## Problem description
Return the lines from the start of the data through the line with "require!(ctx.upstream(Stage::CopySource));". Include both of those lines and no others.

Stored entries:
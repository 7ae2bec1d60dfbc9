use specula_gpu_shared::shaders::ShaderPass;

use crate::commands::Command;
use crate::error::SsrError;
use crate::frame::FrameContext;
use crate::report::{SkipReason, Stage, StageStatus};
use crate::targets::TargetKey;

/// Pass 7 into the combine target, then back onto the camera colour.
pub fn composite(ctx: &mut FrameContext<'_>) -> Result<StageStatus, SsrError> {
    if ctx.bindings.taa_current.is_none() {
        return Ok(StageStatus::Skipped(SkipReason::UpstreamSkipped(Stage::Temporal)));
    }
    require!(ctx.upstream(Stage::CopySource));
    let combine = require!(ctx.target(TargetKey::Combine));
    require!(ctx.pass(ShaderPass::Composite));

    ctx.commands.push(Command::Blit {
        source: None,
        target: combine,
        pass: Some(ShaderPass::Composite),
        bindings: ctx.bindings,
    });
    ctx.commands.push(Command::Blit {
        source: Some(combine),
        target: ctx.camera.color,
        pass: None,
        bindings: ctx.bindings,
    });
    Ok(StageStatus::Completed)
}
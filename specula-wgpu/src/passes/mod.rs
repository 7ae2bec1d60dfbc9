//! Encoder-level pass implementations for the SSR command stream.

pub mod compute;
pub mod copy;
pub mod fullscreen;
pub mod ray_march;
impl SsrBackend for WgpuSsrBackend {
    fn supports_target(&self, desc: &TargetDesc) -> bool {
        self.formats.supports(desc)
    }

    fn allocate_target(
        &mut self,
        key: TargetKey,
        desc: &TargetDesc,
    ) -> Result<TextureId, SsrError> {
        if !self.formats.supports(desc) {
            return Err(SsrError::UnsupportedFormat {
                key,
                format: desc.format,
            });
        }
        let target = self
            .pool
            .acquire(&self.device, &format!("SSR {key:?}"), desc);
        let id = self.next_id();
        log::trace!("Allocated {key:?} {} as {id}", desc.size);
        self.textures.insert(id, Resident::Target { key, target });
        Ok(id)
    }

    fn release_target(&mut self, id: TextureId) {
        match self.textures.remove(&id) {
            Some(Resident::Target { key, target }) => {
                log::trace!("Released {key:?} ({id})");
                self.pool.recycle(target);
            }
            Some(imported @ Resident::Imported(_)) => {
                log::warn!("Release of imported texture {id} ignored");
                self.textures.insert(id, imported);
            }
            None => log::warn!("Release of unknown texture {id}"),
        }
    }

    fn has_shader_pass(&self, pass: ShaderPass) -> bool {
        self.library.has_pass(pass) && (pass != ShaderPass::RayMarch || self.geometry.is_some())
    }

    fn kernel_group_size(&self, kernel: ComputeKernel) -> Option<[u32; 3]> {
        self.library.kernel_group_size(kernel)
    }

    fn submit(&mut self, commands: CommandList) -> Result<(), SsrError> {
        let label = commands.label().to_string();
        self.device.push_error_scope(wgpu::ErrorFilter::Validation);
        let mut encoder = self
            .device
            .create_command_encoder(&wgpu::CommandEncoderDescriptor { label: Some(&label) });

        let mut failure = None;
        let mut open_samples = 0usize;
        for command in commands {
            match command {
                Command::Release(id) => self.release_target(id),
                _ if failure.is_some() => {}
                Command::BeginSample(name) => {
                    encoder.push_debug_group(&name);
                    open_samples += 1;
                }
                Command::EndSample(_) => {
                    if open_samples > 0 {
                        encoder.pop_debug_group();
                        open_samples -= 1;
                    }
                }
                other => {
                    if let Err(e) = self.encode(&mut encoder, other) {
                        failure = Some(e);
                    }
                }
            }
        }

        if let Some(error) = failure {
            drop(encoder);
            let _ = pollster::block_on(self.device.pop_error_scope());
            log::error!("SSR submission '{label}' failed: {error}");
            return Err(error);
        }

        for _ in 0..open_samples {
            encoder.pop_debug_group();
        }
        self.queue.submit(std::iter::once(encoder.finish()));

        match pollster::block_on(self.device.pop_error_scope()) {
            Some(error) => {
                log::error!("SSR submission '{label}' rejected by wgpu: {error}");
                Err(SsrError::Backend(format!("{label}: {error}")))
            }
            None => Ok(()),
        }
    }
}
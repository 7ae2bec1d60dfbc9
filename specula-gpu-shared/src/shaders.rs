//! Shader-stage contract between the SSR orchestration and its kernels.
//!
//! Fullscreen and geometry passes are addressed by pass index, compute work by
//! kernel entry-point name. The SSR kernels live with the backend that loads
//! them; only the utility shaders shared by every backend are embedded here.

use std::fmt;

pub const FULLSCREEN_TRIANGLE_VERT: &str = include_str!("../shaders/fullscreen_triangle.wgsl");
pub const BLIT_FRAG: &str = include_str!("../shaders/blit.wgsl");

pub const FULLSCREEN_VERT_ENTRY: &str = "vs_fullscreen";
pub const BLIT_FRAG_ENTRY: &str = "fs_blit";

/// Material pass indices of the SSR shader.
#[repr(u32)]
#[derive(Clone, Copy, Debug, PartialEq, Eq, Hash, PartialOrd, Ord)]
pub enum ShaderPass {
    CopyDepth = 0,
    RayMarch = 1,
    DebugHitUv = 2,
    DebugHitDepth = 3,
    DebugHitMask = 4,
    Resolve = 5,
    TemporalBlend = 6,
    Composite = 7,
}

impl ShaderPass {
    pub const ALL: [ShaderPass; 8] = [
        ShaderPass::CopyDepth,
        ShaderPass::RayMarch,
        ShaderPass::DebugHitUv,
        ShaderPass::DebugHitDepth,
        ShaderPass::DebugHitMask,
        ShaderPass::Resolve,
        ShaderPass::TemporalBlend,
        ShaderPass::Composite,
    ];

    pub fn index(self) -> u32 {
        self as u32
    }

    pub fn from_index(index: u32) -> Option<Self> {
        Self::ALL.get(index as usize).copied()
    }

    /// WGSL fragment entry point implementing this pass.
    pub fn fragment_entry(self) -> &'static str {
        match self {
            ShaderPass::CopyDepth => "fs_copy_depth",
            ShaderPass::RayMarch => "fs_ray_march",
            ShaderPass::DebugHitUv => "fs_debug_hit_uv",
            ShaderPass::DebugHitDepth => "fs_debug_hit_depth",
            ShaderPass::DebugHitMask => "fs_debug_hit_mask",
            ShaderPass::Resolve => "fs_resolve",
            ShaderPass::TemporalBlend => "fs_temporal_blend",
            ShaderPass::Composite => "fs_composite",
        }
    }

    /// Only the ray march draws scene geometry; every other pass uses the
    /// built-in fullscreen triangle.
    pub fn vertex_entry(self) -> Option<&'static str> {
        match self {
            ShaderPass::RayMarch => Some("vs_ray_march"),
            _ => None,
        }
    }

    pub fn label(self) -> &'static str {
        match self {
            ShaderPass::CopyDepth => "SSR Copy Depth",
            ShaderPass::RayMarch => "SSR Ray March",
            ShaderPass::DebugHitUv => "SSR Debug Hit UV",
            ShaderPass::DebugHitDepth => "SSR Debug Hit Depth",
            ShaderPass::DebugHitMask => "SSR Debug Hit Mask",
            ShaderPass::Resolve => "SSR Resolve",
            ShaderPass::TemporalBlend => "SSR Temporal Blend",
            ShaderPass::Composite => "SSR Composite",
        }
    }
}

impl fmt::Display for ShaderPass {
    fn fmt(&self, f: &mut fmt::Formatter<'_>) -> fmt::Result {
        write!(f, "pass {} ({})", self.index(), self.fragment_entry())
    }
}

/// Compute shader asset a kernel lives in.
#[derive(Clone, Copy, Debug, PartialEq, Eq, Hash, PartialOrd, Ord)]
pub enum ComputeModule {
    HiZ,
    DualBlur,
}

#[derive(Clone, Copy, Debug, PartialEq, Eq, Hash, PartialOrd, Ord)]
pub enum ComputeKernel {
    GetHiZ,
    DualBlurDownSample,
    DualBlurUpSample,
    LerpDownUpTex,
}

impl ComputeKernel {
    pub const ALL: [ComputeKernel; 4] = [
        ComputeKernel::GetHiZ,
        ComputeKernel::DualBlurDownSample,
        ComputeKernel::DualBlurUpSample,
        ComputeKernel::LerpDownUpTex,
    ];

    pub fn entry_point(self) -> &'static str {
        match self {
            ComputeKernel::GetHiZ => "GetHiZ",
            ComputeKernel::DualBlurDownSample => "DualBlurDownSample",
            ComputeKernel::DualBlurUpSample => "DualBlurUpSample",
            ComputeKernel::LerpDownUpTex => "LerpDownUpTex",
        }
    }

    pub fn module(self) -> ComputeModule {
        match self {
            ComputeKernel::GetHiZ => ComputeModule::HiZ,
            _ => ComputeModule::DualBlur,
        }
    }

    /// `LerpDownUpTex` blends into its target in place.
    pub fn target_is_read_write(self) -> bool {
        matches!(self, ComputeKernel::LerpDownUpTex)
    }
}

impl fmt::Display for ComputeKernel {
    fn fmt(&self, f: &mut fmt::Formatter<'_>) -> fmt::Result {
        f.write_str(self.entry_point())
    }
}

/// Bind group slots. Fullscreen and geometry passes share group 0:
///   0: uniform SsrFrameUniforms
///   1: sampler (non-filtering, clamp)
///   2: texture_2d<f32>   blit source
///   3: texture_depth_2d  camera depth
///   4-6: texture_2d<f32> G-buffer 0..2
///   7: texture_2d<f32>   Hi-Z chain (all mips)
///   8: texture_2d<f32>   hit data (uv.xy, z, unused)
///   9: texture_2d<f32>   hit mask
///   10: texture_2d<f32>  resolved
///   11: texture_2d<f32>  TAA current
///   12: texture_2d<f32>  TAA history
///   13: texture_2d<f32>  blue noise
///   14: texture_2d<f32>  scene colour copy
/// Compute kernels use their own group 0:
///   0: uniform HiZParams / DualBlurParams
///   1: texture_2d<f32>   _SourceTex
///   2: texture_storage_2d _RW_TargetTex (read_write for LerpDownUpTex)
///   3: sampler (non-filtering, clamp)
pub mod bindings {
    pub const FRAME_UNIFORMS: u32 = 0;
    pub const POINT_SAMPLER: u32 = 1;
    pub const BLIT_SOURCE: u32 = 2;
    pub const CAMERA_DEPTH: u32 = 3;
    pub const GBUFFER: [u32; 3] = [4, 5, 6];
    pub const HIZ_DEPTH: u32 = 7;
    pub const HIT_DATA: u32 = 8;
    pub const HIT_MASK: u32 = 9;
    pub const RESOLVED: u32 = 10;
    pub const TAA_CURRENT: u32 = 11;
    pub const TAA_HISTORY: u32 = 12;
    pub const BLUE_NOISE: u32 = 13;
    pub const SOURCE_COLOR: u32 = 14;

    /// Per-object data of the ray-march draw is bound by the host in this group.
    pub const OBJECT_GROUP: u32 = 1;

    pub const KERNEL_PARAMS: u32 = 0;
    pub const KERNEL_SOURCE: u32 = 1;
    pub const KERNEL_TARGET: u32 = 2;
    pub const KERNEL_SAMPLER: u32 = 3;
}
//! Scene geometry seam for the ray-march draw.
//!
//! The pipeline never sees individual renderers. The host supplies a
//! [`GeometrySource`] that binds per-object data in group 1 and issues draws
//! for every visible renderer passing the filter.

use specula_render::commands::RendererFilter;

pub trait GeometrySource {
    /// Vertex buffer layouts consumed by `vs_ray_march`, in slot order.
    fn vertex_layouts(&self) -> &[wgpu::VertexBufferLayout<'static>];

    /// Layout of the per-object bind group set at group 1.
    fn object_bind_group_layout(&self) -> &wgpu::BindGroupLayout;

    /// Draws the renderers matching `filter` in the requested order. Group 0
    /// and the pipeline are already set.
    fn draw_filtered(&self, pass: &mut wgpu::RenderPass<'_>, filter: &RendererFilter);
}
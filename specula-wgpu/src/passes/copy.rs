//! Texture-to-texture copies between mips of same-format targets.

use specula_render::TextureSize;

/// Copy `size` texels from `source` mip `source_mip` into `target` mip
/// `target_mip`.
pub fn copy_texture_mip(
    encoder: &mut wgpu::CommandEncoder,
    source: &wgpu::Texture,
    source_mip: u32,
    target: &wgpu::Texture,
    target_mip: u32,
    size: TextureSize,
) {
    encoder.copy_texture_to_texture(
        wgpu::ImageCopyTexture {
            texture: source,
            mip_level: source_mip,
            origin: wgpu::Origin3d::ZERO,
            aspect: wgpu::TextureAspect::All,
        },
        wgpu::ImageCopyTexture {
            texture: target,
            mip_level: target_mip,
            origin: wgpu::Origin3d::ZERO,
            aspect: wgpu::TextureAspect::All,
        },
        wgpu::Extent3d {
            width: size.width,
            height: size.height,
            depth_or_array_layers: 1,
        },
    );
}
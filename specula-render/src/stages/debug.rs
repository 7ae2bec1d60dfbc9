use crate::commands::Command;
use crate::error::SsrError;
use crate::frame::FrameContext;
use crate::report::{SkipReason, Stage, StageStatus};
use crate::settings::DebugMode;

/// Writes the selected ray-march buffer straight into the camera target.
pub fn debug_view(ctx: &mut FrameContext<'_>) -> Result<StageStatus, SsrError> {
    let Some(pass) = ctx.settings.debug_mode.shader_pass() else {
        return Ok(StageStatus::Skipped(SkipReason::Disabled));
    };
    require!(ctx.upstream(Stage::RayMarch));
    require!(ctx.pass(pass));

    let source = match ctx.settings.debug_mode {
        DebugMode::HitMask => ctx.bindings.hit_mask,
        _ => ctx.bindings.hit_data,
    };

    ctx.commands.push(Command::Blit {
        source,
        target: ctx.camera.color,
        pass: Some(pass),
        bindings: ctx.bindings,
    });
    Ok(StageStatus::Completed)
}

## Problem solution
repository 7ae2bec1d60dfbc9
use specula_gpu_shared::shaders::ShaderPass;

use crate::commands::Command;
use crate::error::SsrError;
use crate::frame::FrameContext;
use crate::report::{SkipReason, Stage, StageStatus};
use crate::targets::TargetKey;

/// Pass 7 into the combine target, then back onto the camera colour.
pub fn composite(ctx: &mut FrameContext<'_>) -> Result<StageStatus, SsrError> {
    if ctx.bindings.taa_current.is_none() {
        return Ok(StageStatus::Skipped(SkipReason::UpstreamSkipped(Stage::Temporal)));
    }
    require!(ctx.upstream(Stage::CopySource));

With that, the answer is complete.